-- WHAT IS EXPECTED --
Going through the entries below, find how many lines hold "Human", then give that number alone.

-- RECORDED DATA --

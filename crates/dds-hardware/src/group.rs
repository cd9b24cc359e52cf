//! Profile store: named DDS channels with timed profile selection.
//!
//! A [`DdsGroup`] maps logical channel names to `(device, channel)` pairs
//! and pairs each DDS with the timed bus that carries its profile-select
//! lines. [`DdsChannel`] is the handle experiments use:
//!
//! - `set()` programs a profile over the serial link
//! - `use_profile()` switches to it at the current timeline position
//!
//! # Profile conventions
//!
//! Profile 0 is "on" and profile 7 is "off". Whenever profile 0 is written
//! with a non-zero amplitude, profile 7 is written with the same frequency
//! and zero amplitude, so `off()` silences the output without a frequency
//! jump. Profile 7 never holds a non-zero amplitude.

use crate::ledger::{ProfileLedger, ProfileSetting};
use crate::registry::DeviceRegistry;
use anyhow::Result;
use dds_core::capabilities::{ProfileProgrammable, PulseShaping, TimedBus};
use dds_core::error::{DdsError, DdsResult};
use dds_core::pulse_shape::{sensible_shape, PulseShape};
use dds_core::timing::{ControlWord, MachineUnits, ScheduledSwitch};
use dds_core::words::{check_channel, check_profile, ProfileWords, WordCodec, OFF_PROFILE, ON_PROFILE};
use serde::{Deserialize, Serialize};
use serde_valid::Validate;
use std::collections::BTreeMap;
use std::sync::Arc;
use tracing::instrument;

/// A DDS in a group and the bus carrying its profile-select lines.
#[derive(Debug, Clone, Serialize, Deserialize, Validate)]
pub struct GroupDeviceConfig {
    /// Registry id of the DDS.
    #[validate(min_length = 1)]
    pub dds: String,
    /// Registry id of the timed bus, if profiles can be switched.
    #[serde(default)]
    pub bus: Option<String>,
}

/// Logical channel mapping.
#[derive(Debug, Clone, Serialize, Deserialize)]
pub struct ChannelRef {
    /// Registry id of the DDS.
    pub device: String,
    /// Output index on that DDS.
    pub channel: u8,
}

/// One `[[groups]]` entry.
#[derive(Debug, Clone, Serialize, Deserialize, Validate)]
pub struct GroupConfig {
    /// Group name.
    #[validate(min_length = 1)]
    pub name: String,
    /// Member devices.
    #[validate(min_items = 1)]
    #[validate]
    pub devices: Vec<GroupDeviceConfig>,
    /// Logical channel name to `(device, channel)`.
    #[serde(default)]
    pub channels: BTreeMap<String, ChannelRef>,
}

/// Handle to one DDS output.
pub struct DdsChannel {
    name: String,
    device_id: String,
    index: u8,
    dds: Arc<dyn ProfileProgrammable>,
    shaper: Option<Arc<dyn PulseShaping>>,
    bus: Option<Arc<dyn TimedBus>>,
    ledger: Option<Arc<ProfileLedger>>,
}

impl DdsChannel {
    /// Channel `index` of `dds`, without a bus or pulse shaper.
    pub fn new(
        name: impl Into<String>,
        device_id: impl Into<String>,
        index: u8,
        dds: Arc<dyn ProfileProgrammable>,
    ) -> DdsResult<Self> {
        check_channel(index)?;
        Ok(Self {
            name: name.into(),
            device_id: device_id.into(),
            index,
            dds,
            shaper: None,
            bus: None,
            ledger: None,
        })
    }

    /// Attach the profile-select bus.
    pub fn with_bus(mut self, bus: Arc<dyn TimedBus>) -> Self {
        self.bus = Some(bus);
        self
    }

    /// Attach the pulse-shape table writer.
    pub fn with_pulse_shaping(mut self, shaper: Arc<dyn PulseShaping>) -> Self {
        self.shaper = Some(shaper);
        self
    }

    /// Record writes in `ledger`.
    pub fn with_ledger(mut self, ledger: Arc<ProfileLedger>) -> Self {
        self.ledger = Some(ledger);
        self
    }

    /// Logical name.
    pub fn name(&self) -> &str {
        &self.name
    }

    /// Registry id of the DDS.
    pub fn device_id(&self) -> &str {
        &self.device_id
    }

    /// Output index on the DDS.
    pub fn index(&self) -> u8 {
        self.index
    }

    /// Codec of the driving DDS.
    pub fn codec(&self) -> WordCodec {
        self.dds.codec()
    }

    /// Frequency LSB of the driving DDS.
    pub fn lsb_frequency_hz(&self) -> f64 {
        self.codec().lsb_frequency_hz()
    }

    /// Check a profile write without touching hardware.
    pub fn validate(
        &self,
        frequency_hz: f64,
        profile: u8,
        amplitude: f64,
        phase_deg: f64,
    ) -> DdsResult<()> {
        self.encode(frequency_hz, profile, amplitude, phase_deg)
            .map(|_| ())
    }

    /// Words for the requested slot plus the off-profile mirror, if any.
    fn encode(
        &self,
        frequency_hz: f64,
        profile: u8,
        amplitude: f64,
        phase_deg: f64,
    ) -> DdsResult<(ProfileWords, Option<ProfileWords>)> {
        check_profile(profile)?;
        let codec = self.codec();
        let words = codec.encode(frequency_hz, phase_deg, amplitude)?;

        if profile == OFF_PROFILE && !words.is_silent() {
            return Err(DdsError::range("amplitude", amplitude, 0.0, 0.0));
        }

        let mirror = if profile == ON_PROFILE && !words.is_silent() {
            Some(codec.encode(frequency_hz, 0.0, 0.0)?)
        } else {
            None
        };
        Ok((words, mirror))
    }

    /// Program a profile slot.
    ///
    /// Every word is encoded before the first transmission, so a rejected
    /// request leaves the device untouched. Ends with a phase reset; the
    /// ledger is only written once the device holds the complete pair.
    #[instrument(skip(self), fields(channel = %self.name))]
    pub async fn set(
        &self,
        frequency_hz: f64,
        profile: u8,
        amplitude: f64,
        phase_deg: f64,
    ) -> Result<()> {
        let (words, mirror) = self.encode(frequency_hz, profile, amplitude, phase_deg)?;

        self.dds
            .write_profile_words(self.index, profile, words)
            .await?;
        if let Some(off) = mirror {
            self.dds
                .write_profile_words(self.index, OFF_PROFILE, off)
                .await?;
        }
        self.dds.reset_phase().await?;

        let mut settings = vec![(
            profile,
            ProfileSetting {
                frequency_hz,
                phase_deg,
                amplitude,
                words,
            },
        )];
        if let Some(off) = mirror {
            settings.push((
                OFF_PROFILE,
                ProfileSetting {
                    frequency_hz,
                    phase_deg: 0.0,
                    amplitude: 0.0,
                    words: off,
                },
            ));
        }
        self.remember(&settings)?;

        tracing::debug!(
            channel = %self.name,
            profile,
            frequency_hz,
            amplitude,
            phase_deg,
            "Profile written"
        );
        Ok(())
    }

    fn remember(&self, settings: &[(u8, ProfileSetting)]) -> Result<()> {
        match &self.ledger {
            Some(ledger) => ledger.record_all(&self.device_id, self.index, settings),
            None => Ok(()),
        }
    }

    fn bus(&self) -> DdsResult<&Arc<dyn TimedBus>> {
        self.bus.as_ref().ok_or_else(|| {
            DdsError::Configuration(format!(
                "channel '{}' has no profile-select bus",
                self.name
            ))
        })
    }

    /// Switch to `profile` at the current timeline position.
    ///
    /// The select word goes out one lead time early and the timeline is
    /// held for the settle time before this returns.
    pub async fn use_profile(&self, profile: u8) -> Result<ScheduledSwitch> {
        let word = ControlWord::profile(self.index, profile)?;
        let switch = self.bus()?.schedule_switch(word).await?;
        tracing::trace!(channel = %self.name, profile, active_at_mu = switch.active_at_mu, "Profile selected");
        Ok(switch)
    }

    /// Switch to an "on" profile.
    pub async fn on(&self, profile: u8) -> Result<ScheduledSwitch> {
        self.use_profile(profile).await
    }

    /// Switch to the off profile.
    pub async fn off(&self) -> Result<ScheduledSwitch> {
        self.use_profile(OFF_PROFILE).await
    }

    /// Drive the pulse-enable line, with the same timing as a profile switch.
    pub async fn pulse_enable(&self, enable: bool) -> Result<ScheduledSwitch> {
        let word = ControlWord::pulse_enable(self.index, enable)?;
        self.bus()?.schedule_switch(word).await
    }

    /// Advance this channel's timeline.
    pub async fn delay_mu(&self, duration_mu: MachineUnits) -> Result<()> {
        self.bus()?.delay_mu(duration_mu).await
    }

    /// Reset the phase accumulators of the driving DDS.
    pub async fn reset_phase(&self) -> Result<()> {
        self.dds.reset_phase().await
    }

    /// Identification of the driving DDS; doubles as a completion check.
    pub async fn identity(&self) -> Result<String> {
        self.dds.identity().await
    }

    /// Upload an envelope to this channel's shape table.
    pub async fn load_pulse_shape(&self, shape: &PulseShape) -> Result<()> {
        let shaper = self.shaper.as_ref().ok_or_else(|| {
            DdsError::Configuration(format!(
                "device '{}' does not support pulse shaping",
                self.device_id
            ))
        })?;
        shaper.load_pulse_shape(self.index, shape).await
    }

    /// Upload the sensible ramp of `duration_s`.
    pub async fn set_sensible_pulse_shape(&self, duration_s: f64) -> Result<()> {
        let shape = sensible_shape(duration_s)?;
        self.load_pulse_shape(&shape).await
    }
}

/// Named channels built from one `[[groups]]` entry.
pub struct DdsGroup {
    name: String,
    channels: BTreeMap<String, Arc<DdsChannel>>,
}

impl DdsGroup {
    /// Resolve a group against the registry.
    pub fn from_config(
        config: &GroupConfig,
        registry: &DeviceRegistry,
        ledger: Option<Arc<ProfileLedger>>,
    ) -> DdsResult<Self> {
        let mut buses = BTreeMap::new();
        for member in &config.devices {
            let bus = match &member.bus {
                Some(bus_id) => Some(registry.get_timed_bus(bus_id).ok_or_else(|| {
                    DdsError::Configuration(format!(
                        "group '{}': '{}' is not a registered timed bus",
                        config.name, bus_id
                    ))
                })?),
                None => None,
            };
            buses.insert(member.dds.clone(), bus);
        }

        let mut channels = BTreeMap::new();
        for (name, target) in &config.channels {
            let bus = buses.get(&target.device).ok_or_else(|| {
                DdsError::Configuration(format!(
                    "group '{}': channel '{}' uses device '{}' which is not a group member",
                    config.name, name, target.device
                ))
            })?;
            let dds = registry
                .get_profile_programmable(&target.device)
                .ok_or_else(|| {
                    DdsError::Configuration(format!(
                        "group '{}': '{}' is not a registered DDS",
                        config.name, target.device
                    ))
                })?;

            let mut channel = DdsChannel::new(name.clone(), target.device.clone(), target.channel, dds)?;
            if let Some(bus) = bus {
                channel = channel.with_bus(bus.clone());
            }
            if let Some(shaper) = registry.get_pulse_shaping(&target.device) {
                channel = channel.with_pulse_shaping(shaper);
            }
            if let Some(ledger) = &ledger {
                channel = channel.with_ledger(ledger.clone());
            }
            channels.insert(name.clone(), Arc::new(channel));
        }

        tracing::info!(group = %config.name, channels = channels.len(), "DDS group ready");
        Ok(Self {
            name: config.name.clone(),
            channels,
        })
    }

    /// Group name.
    pub fn name(&self) -> &str {
        &self.name
    }

    /// Channel by logical name.
    pub fn channel(&self, name: &str) -> DdsResult<Arc<DdsChannel>> {
        self.channels.get(name).cloned().ok_or_else(|| {
            DdsError::Configuration(format!(
                "group '{}' has no channel '{}'",
                self.name, name
            ))
        })
    }

    /// All channels in name order.
    pub fn channels(&self) -> impl Iterator<Item = &Arc<DdsChannel>> {
        self.channels.values()
    }
}
//! Wire-level tests for the coherent DDS driver against a firmware emulator.

use dds_core::capabilities::{ProfileProgrammable, PulseShaping};
use dds_core::error::DdsError;
use dds_core::pulse_shape::sensible_shape;
use dds_driver_coherent::{CoherentDds, CoherentDdsConfig};
use std::sync::{Arc, Mutex};
use tokio::io::{AsyncBufReadExt, AsyncWriteExt, BufReader, DuplexStream};

type WireLog = Arc<Mutex<Vec<String>>>;

/// Record every line the host sends and answer like the board does.
///
/// `identity` of `None` leaves `idn?` unanswered.
fn spawn_firmware(device: DuplexStream, identity: Option<&'static str>) -> WireLog {
    let log: WireLog = Arc::default();
    let seen = log.clone();

    tokio::spawn(async move {
        let (rd, mut wr) = tokio::io::split(device);
        let mut lines = BufReader::new(rd).lines();
        while let Ok(Some(line)) = lines.next_line().await {
            seen.lock().unwrap().push(line.clone());
            let replies: Vec<&str> = match line.split_whitespace().next() {
                Some("idn?") => identity.into_iter().collect(),
                Some("setDisableCoherence") => vec!["Coherence settings updated"],
                Some("setClockSource") => vec!["Switching clock", "Done"],
                _ => Vec::new(),
            };
            for reply in replies {
                if wr.write_all(format!("{}\n", reply).as_bytes()).await.is_err() {
                    return;
                }
            }
        }
    });

    log
}

async fn connect(config: CoherentDdsConfig) -> (CoherentDds, WireLog) {
    let (host, device) = tokio::io::duplex(4096);
    let log = spawn_firmware(device, Some("coherentDds v1"));
    let dds = CoherentDds::with_port(Box::new(host), &config).await.unwrap();
    (dds, log)
}

fn lines_after_init(log: &WireLog) -> Vec<String> {
    // coherence + 4 x (header, data)
    log.lock().unwrap().iter().skip(9).cloned().collect()
}

#[tokio::test]
async fn init_sequence_matches_firmware_protocol() {
    let mut config = CoherentDdsConfig::new("duplex");
    config.incoherent_channels = [false, true, false, false];
    config.internal_clock = true;
    let (dds, log) = connect(config).await;

    // identity is answered only after every earlier line was consumed
    assert_eq!(dds.identity().await.unwrap(), "coherentDds v1");

    let expected: Vec<String> = [
        "setDisableCoherence 0 1 0 0",
        "setPulseShape 0",
        "16383",
        "setPulseShape 1",
        "16383",
        "setPulseShape 2",
        "16383",
        "setPulseShape 3",
        "16383",
        "setClockSource 1",
        "idn?",
    ]
    .iter()
    .map(|s| s.to_string())
    .collect();
    assert_eq!(*log.lock().unwrap(), expected);
}

#[tokio::test]
async fn set_profile_sends_quantized_words() {
    let (dds, log) = connect(CoherentDdsConfig::new("duplex")).await;

    let words = dds.set_profile(2, 5, 100e6, 90.0, 0.5).await.unwrap();
    dds.reset_phase().await.unwrap();
    dds.identity().await.unwrap();

    assert_eq!(words.frequency, 429_496_730);
    assert_eq!(words.amplitude, 8192);
    assert_eq!(
        lines_after_init(&log),
        vec![
            format!("setProfile 2 5 429496730 {} 8192", words.phase),
            "resetPhase".to_string(),
            "idn?".to_string(),
        ]
    );
}

#[tokio::test]
async fn rejected_request_never_reaches_the_wire() {
    let (dds, log) = connect(CoherentDdsConfig::new("duplex")).await;

    let err = dds.set_profile(0, 0, 451e6, 0.0, 1.0).await.unwrap_err();
    assert_eq!(
        err.downcast_ref::<DdsError>().and_then(DdsError::field),
        Some("frequency")
    );
    let err = dds.set_profile(0, 8, 10e6, 0.0, 1.0).await.unwrap_err();
    assert_eq!(
        err.downcast_ref::<DdsError>().and_then(DdsError::field),
        Some("profile")
    );

    dds.identity().await.unwrap();
    assert_eq!(lines_after_init(&log), vec!["idn?".to_string()]);
}

#[tokio::test]
async fn pulse_shape_is_sent_as_one_word_line() {
    let (dds, log) = connect(CoherentDdsConfig::new("duplex")).await;
    let shape = sensible_shape(1e-6).unwrap();

    dds.load_pulse_shape(1, &shape).await.unwrap();
    dds.identity().await.unwrap();

    let lines = lines_after_init(&log);
    assert_eq!(lines[0], "setPulseShape 1");
    let words: Vec<u16> = lines[1].split(',').map(|w| w.parse().unwrap()).collect();
    assert_eq!(words.len(), 200);
    assert_eq!(words, shape.quantize());
}

#[tokio::test]
async fn silent_device_times_out() {
    let (host, device) = tokio::io::duplex(4096);
    let _log = spawn_firmware(device, None);
    let mut config = CoherentDdsConfig::new("duplex");
    config.timeout_ms = 50;
    let dds = CoherentDds::with_port(Box::new(host), &config).await.unwrap();

    let err = dds.identity().await.unwrap_err();
    assert!(matches!(
        err.downcast_ref::<DdsError>(),
        Some(DdsError::Timeout { timeout_ms: 50, .. })
    ));
}

#[tokio::test]
async fn missing_port_is_a_connection_error() {
    let config = CoherentDdsConfig::new("/dev/does-not-exist-dds");
    let err = match CoherentDds::open(&config).await {
        Ok(_) => panic!("opened a port that does not exist"),
        Err(e) => e,
    };
    assert!(matches!(
        err.downcast_ref::<DdsError>(),
        Some(DdsError::Connection(_))
    ));
}
//! Driver factory and component types.
//!
//! Drivers implement [`DriverFactory`] and are registered with the device
//! registry at startup via explicit `registry.register_factory(...)` calls.
//! A factory turns one `[devices.driver]` TOML table into a
//! [`DeviceComponents`] bag holding the capabilities the device provides.
//!
//! ```text
//! main.rs ──register_factory──▶ DeviceRegistry ──build(toml)──▶ DeviceComponents
//! ```

use crate::capabilities::{ProfileProgrammable, PulseShaping, TimedBus};
use anyhow::Result;
use futures::future::BoxFuture;
use serde::{Deserialize, Serialize};
use std::sync::Arc;

/// Runtime capability flags for device introspection.
#[derive(Debug, Clone, Copy, PartialEq, Eq, Hash, Serialize, Deserialize)]
#[serde(rename_all = "snake_case")]
pub enum Capability {
    /// Corresponds to [`ProfileProgrammable`].
    ProfileProgrammable,
    /// Corresponds to [`PulseShaping`].
    PulseShaping,
    /// Corresponds to [`TimedBus`].
    TimedBus,
}

impl Capability {
    /// Human-readable name
    pub fn name(&self) -> &'static str {
        match self {
            Self::ProfileProgrammable => "Profile Programmable",
            Self::PulseShaping => "Pulse Shaping",
            Self::TimedBus => "Timed Bus",
        }
    }
}

/// Container for capability trait objects returned by drivers.
///
/// ```rust,ignore
/// let driver = Arc::new(CoherentDds::open(&cfg).await?);
///
/// let components = DeviceComponents::new()
///     .with_profile_programmable(driver.clone())
///     .with_pulse_shaping(driver);
/// ```
#[derive(Default)]
pub struct DeviceComponents {
    /// Serial profile programming.
    pub profile_programmable: Option<Arc<dyn ProfileProgrammable>>,

    /// Envelope table upload.
    pub pulse_shaping: Option<Arc<dyn PulseShaping>>,

    /// Real-time profile-select bus.
    pub timed_bus: Option<Arc<dyn TimedBus>>,

    /// Descriptive metadata.
    pub metadata: DeviceMetadata,
}

impl DeviceComponents {
    /// Create a new empty DeviceComponents
    pub fn new() -> Self {
        Self::default()
    }

    /// Get list of capabilities this device supports
    pub fn capabilities(&self) -> Vec<Capability> {
        let mut caps = Vec::new();

        if self.profile_programmable.is_some() {
            caps.push(Capability::ProfileProgrammable);
        }
        if self.pulse_shaping.is_some() {
            caps.push(Capability::PulseShaping);
        }
        if self.timed_bus.is_some() {
            caps.push(Capability::TimedBus);
        }

        caps
    }

    /// Set ProfileProgrammable implementation
    pub fn with_profile_programmable(mut self, p: Arc<dyn ProfileProgrammable>) -> Self {
        self.profile_programmable = Some(p);
        self
    }

    /// Set PulseShaping implementation
    pub fn with_pulse_shaping(mut self, p: Arc<dyn PulseShaping>) -> Self {
        self.pulse_shaping = Some(p);
        self
    }

    /// Set TimedBus implementation
    pub fn with_timed_bus(mut self, t: Arc<dyn TimedBus>) -> Self {
        self.timed_bus = Some(t);
        self
    }

    /// Set device metadata
    pub fn with_metadata(mut self, metadata: DeviceMetadata) -> Self {
        self.metadata = metadata;
        self
    }
}

/// Descriptive information that does not fit the capability traits.
#[derive(Debug, Clone, Default, Serialize)]
pub struct DeviceMetadata {
    /// Reference clock of a DDS.
    pub clock_hz: Option<f64>,
    /// Output ceiling of a DDS.
    pub max_frequency_hz: Option<f64>,
    /// Identification string captured at connect time.
    pub identity: Option<String>,
    /// Serial port or other address.
    pub address: Option<String>,
}

/// Trait for driver factories that create device instances.
///
/// Factories are registered once at startup and live for the program's
/// lifetime. `build()` returns a `'static` future, so a factory must not
/// hold mutable state across builds.
pub trait DriverFactory: Send + Sync + 'static {
    /// Driver type name used in TOML config `type` field.
    fn driver_type(&self) -> &'static str;

    /// Human-readable name for documentation and error messages.
    fn name(&self) -> &'static str;

    /// List of capabilities this driver type provides.
    fn capabilities(&self) -> &'static [Capability] {
        &[]
    }

    /// Validate configuration without instantiating.
    fn validate(&self, config: &toml::Value) -> Result<()>;

    /// Async instantiation of the driver.
    ///
    /// Opens the hardware link, runs the device's init sequence and returns
    /// the populated components. Connection failures are returned, never
    /// retried.
    fn build(&self, config: toml::Value) -> BoxFuture<'static, Result<DeviceComponents>>;
}

#[cfg(test)]
mod tests {
    use super::*;

    #[test]
    fn test_capability_name() {
        assert_eq!(Capability::TimedBus.name(), "Timed Bus");
    }

    #[test]
    fn test_device_components_capabilities() {
        let empty = DeviceComponents::new();
        assert!(empty.capabilities().is_empty());
    }

    #[test]
    fn test_device_components_metadata() {
        let components = DeviceComponents::new().with_metadata(DeviceMetadata {
            clock_hz: Some(1e9),
            ..Default::default()
        });
        assert_eq!(components.metadata.clock_hz, Some(1e9));
    }

    #[test]
    fn test_capability_serde() {
        let json = serde_json::to_string(&Capability::ProfileProgrammable).unwrap();
        assert_eq!(json, "\"profile_programmable\"");

        let cap: Capability = serde_json::from_str("\"pulse_shaping\"").unwrap();
        assert_eq!(cap, Capability::PulseShaping);
    }
}
//! Fixed-capacity collections built on [`Slot`](crate::slot::Slot) storage.

pub mod bounded_vec;
pub mod into_iter;

pub use bounded_vec::BoundedVec;
pub use into_iter::IntoIter;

-- RESPONSE TO THIS EXERCISE --
2